(Task details)
Print, exactly and completely, the data that appears below.

== Task data

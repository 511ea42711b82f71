//! Remote job feed access and the infinite-scroll paginator built on it.

mod admission;
mod error;
mod paginator;
mod source;

pub use admission::{InvalidRecord, admit};
pub use error::FeedError;
pub use paginator::{FETCH_ERROR_MESSAGE, PageState, Paginator};
pub use source::{DEFAULT_BASE_URL, HttpJobSource, JobSource};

====

(Written solution)
repository 511ea42711b82f71
//! Remote job feed access and the infinite-scroll paginator built on it.

mod admission;
mod error;
mod paginator;
mod source;

pub use admission::{InvalidRecord, admit};
pub use error::FeedError;
pub use paginator::{FETCH_ERROR_MESSAGE, PageState, Paginator};
pub use source::{DEFAULT_BASE_URL, HttpJobSource, JobSource};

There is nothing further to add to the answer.